News and ResourcesAnother California Oil Spill Threatens Wildlife - May 24, 2015
This past Tuesday, May 19th, a section of the Plains All American onshore pipeline about 20 miles north of Santa Barbara, California ruptured, sending thousands of gallons of oil into the surrounding area. The exact amount spilled thus far is undetermined, but estimates put the number at over 100,000 gallons of crude oil spilled and by Wednesday, California Gov. Jerry Brown declared a state of emergency in Santa Barbara County. The pipeline was below ground when it ruptured, which means oil could potentially make its way into underground aquifers and groundwater, however the more pressing issue is the oil that has spilled into the ocean.
Images continue to come in this week, showing the horrible problems oil spills pose on aquatic ecosystems. When oil is spilled into a body of water, like a river or ocean, the oil does not just stay in one place. As wave and wind action move the water, they also mix up the oil with the water as well, causing an oily water mixture to form that can spread out for many miles.
By Thursday, May 21st, Coast Guard Capt. Jennifer Williams said that approximately 7,700 gallons of oily water mixture had been removed thus far, only a small fraction of the over 100,000 gallons of oil that may have emptied before the spill was stopped. Currently the oil spill covers at least a nine-mile stretch near Santa Barbara and while the clean up continues, the biggest worry is what will happen to local wildlife that comes in contact with the spilled oil.
Spilled oil can be very harmful for living things because many of the chemicals present are poisonous or hazardous. Spilled oil can cause some serious problems for many aquatic animals through both internal exposure, such as ingestion or inhalation, or external exposure, like skin and eye contamination.
External oil on animals can often lead to major problems; it can smother small fish and shellfish, coat feathers and fur, and blind animals. Birds covered in oil have difficulty flying and both sea birds and marine mammals covered in oil have extreme difficulty regulating their body temperature; a crucial ability for the cold waters off of California.
Since most oils float, the creatures most affected by oil spills in the aquatic ecosystem are animals like otters, seals and seabirds that are found at the surface or on shorelines. While other aquatic or semi-aquatic animals can also be affected, seabirds especially tend to have the highest mortality rates and population declines during and after oil spills. If oil remains on a beach for a while, other creatures, such as snails, clams, and terrestrial animals may also suffer.
Spilled oil can last in the environment for a very long time. As seen during the Gulf Coast Spill, or the Exxon Valdez Spill in Alaska, oil that is not collected or cleaned up can remain in the ecosystem for days, months or years and negatively affect animals at every level. Oils that persist in the ecosystem can cause long term health problems for animals like tumors or cancers due to the hazardous nature of the oil, and have permanent effects of local animal populations.
Usually shellfish and finfish are largely unaffected by oil spills that occur along the coast due to the fact that they do not come to the contaminated surface or shoreline. This means that their exposure to oil is relatively low however as oil continues to mix in with the water, it can eventually cause health problems for local shellfish if there is little water movement, because they cannot move or get away from the contaminated, unhealthy oil-water mixture.
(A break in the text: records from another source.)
//! Core logic: classification, deduplicated storage, ingest and lookups

pub mod classifier;
pub mod clock;
pub mod dedup;
pub mod features;
pub mod pipeline;
pub mod query;
pub mod scoring;
pub mod store;

#[cfg(test)]
pub mod testing;

pub use classifier::{load_classifier, Classifier, ClassifyError};
pub use clock::{Clock, SystemClock};
pub use dedup::DedupWriter;
pub use pipeline::{BatchReport, IngestPipeline};
pub use query::{QueryError, QueryService};
pub use scoring::Scorer;
pub use store::{MemoryStore, PgStore, StoreError, TimeSeriesStore};
//! Fixed deployment constants

/// Monitored locations in Samarinda. Each slug names its raw observation
/// collection, its `forecast_<slug>` collection and its `predict_<slug>` stream.
pub const LOCATIONS: [&str; 17] = [
    "slamet-riyadi",
    "antasari",
    "simpang-agus-salim",
    "mugirejo",
    "simpang-lembuswana",
    "kapten-sudjono",
    "brigjend-katamso",
    "gatot-subroto",
    "cendana",
    "di-panjaitan",
    "damanhuri",
    "pertigaan-pramuka-perjuangan",
    "padat-karya-sempaja-simpang-wanyi",
    "simpang-sempaja",
    "ir-h-juanda",
    "tengkawang",
    "sukorejo",
];

/// City tag attached to the aggregate stream
pub const AGGREGATE_CITY: &str = "Samarinda";

/// Stream name of the city-wide aggregate
pub const GENERAL_STREAM: &str = "general";

/// Raw collection feeding the aggregate stream
pub const GENERAL_SOURCE: &str = "weather_data";

/// Prefix of every classification output stream
pub const PREDICT_PREFIX: &str = "predict_";

/// Prefix of the externally populated forecast collections
pub const FORECAST_PREFIX: &str = "forecast_";

/// Minimum spacing between two stored results of one stream
pub const DEFAULT_MIN_WRITE_INTERVAL_MINUTES: i64 = 30;

pub const DEFAULT_STORE_TIMEOUT_MS: u64 = 5_000;
pub const DEFAULT_CLASSIFY_TIMEOUT_MS: u64 = 2_000;

pub fn is_known_location(slug: &str) -> bool {
    LOCATIONS.contains(&slug)
}
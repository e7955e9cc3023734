//! Feature Vector - classifier input built from one observation
//!
//! The layout below is the input contract of the trained model. Changing
//! the order of `FEATURE_LAYOUT` or of either category list requires a
//! retrained model.

use std::str::FromStr;

use serde::{Deserialize, Serialize};

use crate::models::Observation;
use super::classifier::ClassifyError;

/// Feature names in exact order they appear in the vector
pub const FEATURE_LAYOUT: &[&str] = &[
    "temperature",
    "humidity",
    "pressure",
    "wind_speed",
    "wind_direction",
    "rain",
    "cloudiness",
    "description",     // ordinal of WeatherDescription
    "condition_type",  // ordinal of ConditionType
];

/// Total number of features
pub const FEATURE_COUNT: usize = FEATURE_LAYOUT.len();

// ============================================================================
// CATEGORIES
// ============================================================================

/// Weather descriptions seen during training, in ordinal order.
#[derive(Debug, Clone, Copy, PartialEq, Eq)]
pub enum WeatherDescription {
    BrokenClouds,
    ScatteredClouds,
    FewClouds,
    OvercastClouds,
    LightRain,
    ClearSky,
    ModerateRain,
}

impl WeatherDescription {
    pub const ALL: [WeatherDescription; 7] = [
        WeatherDescription::BrokenClouds,
        WeatherDescription::ScatteredClouds,
        WeatherDescription::FewClouds,
        WeatherDescription::OvercastClouds,
        WeatherDescription::LightRain,
        WeatherDescription::ClearSky,
        WeatherDescription::ModerateRain,
    ];

    pub fn as_str(&self) -> &'static str {
        match self {
            WeatherDescription::BrokenClouds => "broken clouds",
            WeatherDescription::ScatteredClouds => "scattered clouds",
            WeatherDescription::FewClouds => "few clouds",
            WeatherDescription::OvercastClouds => "overcast clouds",
            WeatherDescription::LightRain => "light rain",
            WeatherDescription::ClearSky => "clear sky",
            WeatherDescription::ModerateRain => "moderate rain",
        }
    }

    pub fn ordinal(&self) -> usize {
        *self as usize
    }
}

impl FromStr for WeatherDescription {
    type Err = ClassifyError;

    fn from_str(s: &str) -> Result<Self, Self::Err> {
        Self::ALL
            .into_iter()
            .find(|d| d.as_str() == s)
            .ok_or_else(|| ClassifyError::UnknownCategory {
                field: "description",
                value: s.to_string(),
            })
    }
}

/// Condition categories seen during training, in ordinal order.
///
/// The crawler lowercases `rain` and keeps the provider's casing otherwise.
#[derive(Debug, Clone, Copy, PartialEq, Eq)]
pub enum ConditionType {
    Clouds,
    Rain,
    Clear,
}

impl ConditionType {
    pub const ALL: [ConditionType; 3] = [ConditionType::Clouds, ConditionType::Rain, ConditionType::Clear];

    pub fn as_str(&self) -> &'static str {
        match self {
            ConditionType::Clouds => "Clouds",
            ConditionType::Rain => "rain",
            ConditionType::Clear => "Clear",
        }
    }

    pub fn ordinal(&self) -> usize {
        *self as usize
    }
}

impl FromStr for ConditionType {
    type Err = ClassifyError;

    fn from_str(s: &str) -> Result<Self, Self::Err> {
        Self::ALL
            .into_iter()
            .find(|c| c.as_str() == s)
            .ok_or_else(|| ClassifyError::UnknownCategory {
                field: "condition_type",
                value: s.to_string(),
            })
    }
}

// ============================================================================
// FEATURE VECTOR
// ============================================================================

#[derive(Debug, Clone, Copy, PartialEq, Serialize, Deserialize)]
pub struct FeatureVector {
    pub values: [f32; FEATURE_COUNT],
}

impl FeatureVector {
    pub fn from_values(values: [f32; FEATURE_COUNT]) -> Self {
        Self { values }
    }

    /// Build the model input for an observation.
    ///
    /// Fails with `UnknownCategory` when either category is outside the
    /// trained enumeration.
    pub fn from_observation(obs: &Observation) -> Result<Self, ClassifyError> {
        let description: WeatherDescription = obs.description.parse()?;
        let condition: ConditionType = obs.condition_type.parse()?;

        Ok(Self::from_values([
            obs.temperature as f32,
            obs.humidity as f32,
            obs.pressure as f32,
            obs.wind_speed as f32,
            obs.wind_direction as f32,
            obs.rain as f32,
            obs.cloudiness as f32,
            description.ordinal() as f32,
            condition.ordinal() as f32,
        ]))
    }

    pub fn as_slice(&self) -> &[f32] {
        &self.values
    }
}
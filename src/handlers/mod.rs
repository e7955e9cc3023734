//! HTTP handlers

pub mod health;
pub mod ingest;
pub mod predictions;
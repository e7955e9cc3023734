//! Read path: stored classifications and on-demand forecasts

use std::sync::Arc;
use std::time::Duration;

use crate::models::{forecast_collection, ClassificationResult, StreamKey};
use super::classifier::ClassifyError;
use super::scoring::Scorer;
use super::store::{bounded, StoreError, TimeSeriesStore};

#[derive(Debug, thiserror::Error)]
pub enum QueryError {
    #[error("{0}")]
    NotFound(String),

    #[error(transparent)]
    Store(#[from] StoreError),

    #[error(transparent)]
    Classify(#[from] ClassifyError),
}

pub struct QueryService {
    store: Arc<dyn TimeSeriesStore>,
    scorer: Scorer,
    store_timeout: Duration,
}

impl QueryService {
    pub fn new(store: Arc<dyn TimeSeriesStore>, scorer: Scorer, store_timeout: Duration) -> Self {
        Self { store, scorer, store_timeout }
    }

    /// Newest stored record of a `predict_*` stream, unmodified
    pub async fn latest(&self, stream: &str) -> Result<ClassificationResult, QueryError> {
        bounded(self.store_timeout, self.store.latest_result(stream))
            .await?
            .ok_or_else(|| QueryError::NotFound(format!("No prediction data available in {}.", stream)))
    }

    pub async fn latest_for(&self, key: &StreamKey) -> Result<ClassificationResult, QueryError> {
        self.latest(&key.output_stream()).await
    }

    /// Classify the newest `forecast_<slug>` observation. Nothing is stored.
    pub async fn forecast(&self, slug: &str) -> Result<ClassificationResult, QueryError> {
        let collection = forecast_collection(slug);
        let observation = bounded(self.store_timeout, self.store.latest_observation(&collection))
            .await?
            .ok_or_else(|| {
                QueryError::NotFound(format!(
                    "No forecast data available for tomorrow at location {}.",
                    slug
                ))
            })?;

        let mut result = self.scorer.classify(&observation).await?;
        StreamKey::Location(slug.to_string()).tag(&mut result);
        Ok(result)
    }
}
Thus far there have been an undisclosed amount of dead lobsters, kelp bass and other marine invertebrates found because of the spill. There have also been a couple oil-coated pelicans, otters and sea-lions found that are being cleaned and cared for by rescue workers.
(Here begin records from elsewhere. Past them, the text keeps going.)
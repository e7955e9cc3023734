//! Database module - PostgreSQL connection and migrations

use sqlx::{postgres::PgPoolOptions, PgPool};

/// Create database connection pool
pub async fn create_pool(database_url: &str) -> Result<PgPool, sqlx::Error> {
    PgPoolOptions::new()
        .max_connections(10)
        .connect(database_url)
        .await
}

/// Run database migrations
pub async fn run_migrations(pool: &PgPool) -> Result<(), sqlx::Error> {
    // Create tables if not exist
    sqlx::raw_sql(SCHEMA_SQL)
        .execute(pool)
        .await?;

    tracing::info!("Database schema applied successfully");
    Ok(())
}

/// Database schema SQL
const SCHEMA_SQL: &str = r#"
-- Raw readings: one collection per location slug, `weather_data` for the
-- city aggregate, `forecast_<slug>` for next-day forecasts. Written by the crawler.
CREATE TABLE IF NOT EXISTS observations (
    id BIGSERIAL PRIMARY KEY,
    collection VARCHAR(128) NOT NULL,
    city VARCHAR(128),
    temperature DOUBLE PRECISION NOT NULL,
    humidity DOUBLE PRECISION NOT NULL,
    pressure DOUBLE PRECISION NOT NULL,
    wind_speed DOUBLE PRECISION NOT NULL,
    wind_direction DOUBLE PRECISION NOT NULL DEFAULT 0,
    rain DOUBLE PRECISION NOT NULL DEFAULT 0,
    cloudiness DOUBLE PRECISION NOT NULL DEFAULT 0,
    description VARCHAR(64) NOT NULL,
    condition_type VARCHAR(32) NOT NULL,
    timestamp TIMESTAMPTZ NOT NULL
);

-- Classification history: `predict_general` and `predict_<slug>`
CREATE TABLE IF NOT EXISTS predictions (
    id BIGSERIAL PRIMARY KEY,
    collection VARCHAR(128) NOT NULL,
    temperature DOUBLE PRECISION NOT NULL,
    humidity DOUBLE PRECISION NOT NULL,
    pressure DOUBLE PRECISION NOT NULL,
    wind_speed DOUBLE PRECISION NOT NULL,
    wind_direction DOUBLE PRECISION NOT NULL,
    rain DOUBLE PRECISION NOT NULL,
    cloudiness DOUBLE PRECISION NOT NULL,
    description VARCHAR(64) NOT NULL,
    condition_type VARCHAR(32) NOT NULL,
    risk_level VARCHAR(16) NOT NULL,
    timestamp TIMESTAMPTZ NOT NULL,
    city VARCHAR(128),
    location VARCHAR(128)
);

-- Indexes
CREATE INDEX IF NOT EXISTS idx_observations_latest ON observations(collection, timestamp DESC);
CREATE INDEX IF NOT EXISTS idx_predictions_latest ON predictions(collection, timestamp DESC);
"#;
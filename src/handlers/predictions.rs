//! Prediction lookup handlers

use axum::{extract::{Path, State}, Json};

use crate::{AppState, AppResult, AppError};
use crate::constants::is_known_location;
use crate::logic::QueryError;
use crate::models::{ClassificationResult, StreamKey};

/// Latest city-wide prediction
pub async fn general(
    State(state): State<AppState>,
) -> AppResult<Json<ClassificationResult>> {
    let result = state.query.latest_for(&StreamKey::General).await.map_err(|e| match e {
        QueryError::NotFound(_) => AppError::NotFound(
            "No general prediction data available for Samarinda.".to_string(),
        ),
        other => other.into(),
    })?;

    Ok(Json(result))
}

/// Latest prediction for one location
pub async fn location(
    State(state): State<AppState>,
    Path(slug): Path<String>,
) -> AppResult<Json<ClassificationResult>> {
    let key = known_location(slug)?;

    let result = state.query.latest_for(&key).await.map_err(|e| match e {
        QueryError::NotFound(_) => AppError::NotFound(format!(
            "No prediction data available for location {}.",
            key
        )),
        other => other.into(),
    })?;

    Ok(Json(result))
}

/// Fresh classification of tomorrow's forecast; never stored
pub async fn tomorrow(
    State(state): State<AppState>,
    Path(slug): Path<String>,
) -> AppResult<Json<ClassificationResult>> {
    let key = known_location(slug)?;
    let result = state.query.forecast(key.name()).await?;
    Ok(Json(result))
}

fn known_location(slug: String) -> AppResult<StreamKey> {
    if !is_known_location(&slug) {
        return Err(AppError::NotFound(format!("Unknown location {}.", slug)));
    }
    Ok(StreamKey::Location(slug))
}
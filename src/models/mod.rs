//! Data models

pub mod observation;
pub mod prediction;
pub mod stream;

pub use observation::*;
pub use prediction::*;
pub use stream::*;
//! Error handling

use axum::{
    response::{IntoResponse, Response},
    http::StatusCode,
    Json,
};
use serde_json::json;

use crate::logic::{ClassifyError, QueryError, StoreError};

pub type AppResult<T> = Result<T, AppError>;

#[derive(Debug)]
pub enum AppError {
    // Resource errors
    NotFound(String),

    // Store errors
    StoreError(String),

    // Classification errors
    ClassificationError(String),
}

impl IntoResponse for AppError {
    fn into_response(self) -> Response {
        let (status, error_message) = match &self {
            AppError::NotFound(msg) => (StatusCode::NOT_FOUND, msg.as_str()),
            AppError::StoreError(msg) => {
                tracing::error!("Store error: {}", msg);
                (StatusCode::INTERNAL_SERVER_ERROR, "Prediction store unavailable")
            }
            AppError::ClassificationError(msg) => {
                tracing::error!("Classification error: {}", msg);
                (StatusCode::INTERNAL_SERVER_ERROR, msg.as_str())
            }
        };

        let body = Json(json!({
            "error": error_message,
            "status": status.as_u16()
        }));

        (status, body).into_response()
    }
}

impl From<StoreError> for AppError {
    fn from(err: StoreError) -> Self {
        AppError::StoreError(err.to_string())
    }
}

impl From<ClassifyError> for AppError {
    fn from(err: ClassifyError) -> Self {
        AppError::ClassificationError(err.to_string())
    }
}

impl From<QueryError> for AppError {
    fn from(err: QueryError) -> Self {
        match err {
            QueryError::NotFound(msg) => AppError::NotFound(msg),
            QueryError::Store(e) => e.into(),
            QueryError::Classify(e) => e.into(),
        }
    }
}
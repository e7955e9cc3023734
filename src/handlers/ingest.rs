//! Batch trigger handler

use axum::{extract::{Query, State}, http::StatusCode, Json};
use serde::{Deserialize, Serialize};

use crate::AppState;
use crate::logic::BatchReport;

#[derive(Debug, Deserialize, Default)]
pub struct TriggerParams {
    #[serde(default)]
    pub verbose: Option<String>,
}

impl TriggerParams {
    /// `true`, `1`, `yes` and `on` turn the report on; anything else is ignored
    pub fn is_verbose(&self) -> bool {
        self.verbose
            .as_deref()
            .map(|v| matches!(v.trim().to_ascii_lowercase().as_str(), "true" | "1" | "yes" | "on"))
            .unwrap_or(false)
    }
}

#[derive(Debug, Serialize)]
pub struct TriggerResponse {
    #[serde(skip_serializing_if = "Option::is_none")]
    pub status: Option<String>,
    #[serde(skip_serializing_if = "Option::is_none")]
    pub error: Option<String>,
    #[serde(skip_serializing_if = "Option::is_none")]
    pub report: Option<BatchReport>,
}

/// Run one ingest batch over every stream
pub async fn trigger(
    State(state): State<AppState>,
    params: Option<Query<TriggerParams>>,
) -> (StatusCode, Json<TriggerResponse>) {
    // a malformed query string never blocks the batch
    let verbose = params.map(|Query(p)| p.is_verbose()).unwrap_or(false);
    let report = state.pipeline.run_once().await;

    let (code, status, error) = if report.success {
        (
            StatusCode::OK,
            Some("Data fetched and stored successfully".to_string()),
            None,
        )
    } else {
        (
            StatusCode::INTERNAL_SERVER_ERROR,
            None,
            Some(format!(
                "Ingest failed for {} of {} streams",
                report.failures(),
                report.outcomes.len()
            )),
        )
    };

    let response = TriggerResponse {
        status,
        error,
        report: verbose.then_some(report),
    };

    (code, Json(response))
}
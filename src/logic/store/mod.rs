//! Time-series storage
//!
//! Collections are append-only and ordered by `timestamp`. The core only
//! ever needs the newest record of a collection and a plain append.

pub mod memory;
pub mod pg;

use std::future::Future;
use std::time::Duration;

use async_trait::async_trait;
use tokio::time::timeout;

use crate::models::{ClassificationResult, Observation};

pub use memory::MemoryStore;
pub use pg::PgStore;

#[derive(Debug, Clone, thiserror::Error)]
pub enum StoreError {
    #[error("store unavailable: {0}")]
    Unavailable(String),

    #[error("store call timed out after {0:?}")]
    Timeout(Duration),
}

impl From<sqlx::Error> for StoreError {
    fn from(err: sqlx::Error) -> Self {
        StoreError::Unavailable(err.to_string())
    }
}

#[async_trait]
pub trait TimeSeriesStore: Send + Sync {
    /// Newest observation of a source or forecast collection
    async fn latest_observation(&self, collection: &str) -> Result<Option<Observation>, StoreError>;

    /// Newest classification result of a `predict_*` stream
    async fn latest_result(&self, stream: &str) -> Result<Option<ClassificationResult>, StoreError>;

    async fn insert_result(&self, stream: &str, result: &ClassificationResult) -> Result<(), StoreError>;
}

/// Bound a store call; an elapsed timer becomes `StoreError::Timeout`.
pub async fn bounded<T, F>(limit: Duration, call: F) -> Result<T, StoreError>
where
    F: Future<Output = Result<T, StoreError>>,
{
    timeout(limit, call)
        .await
        .map_err(|_| StoreError::Timeout(limit))?
}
The current Santa Barbara oil spill is certainly an unfortunate situation, however it is much smaller compared to the 1969 oil spill that also occurred near Santa Barbara. The 1969 spill occurred when an offshore oil rig ruptured, sending millions of gallons of oil into the Pacific and onto California shorelines. NOAA estimates that overall as much as 4.2 million gallons of crude oil polluted the ocean and shores, and even after the rupture, they did not cap it for nearly a week and a half. Even after they managed to subdue the spill, the rupture had opened undersea faults, and oil and gas kept seeping into the water for the rest of 1969. The oil spill was Americas largest at the time and had far ranging consequences.
The spill resulted in the death of 3,700 birds, hundreds of other aquatic animals, protests, public outcries and more. Even President Nixon visited the oil streaked beaches to view the damage first hand. After visiting the 1969 oil spill, and receiving public pressure after “Silent Spring” by Rachel Carson and the fires on the Cuyahoga River in Ohio, Nixon eventually created an environmental council in his Cabinet, and in 1970, Nixon established the Environmental Protection Agency.
Clean ups for the current Santa Barbara oil spill are well underway and, while we can certainly mitigate much of the short-term damage, the long-term damage done to the local ecosystem will unfortunately linger for years to come.
Harrison Jackson is the Coastal Stewards Coordinator for the Maryland Coastal Bays Program.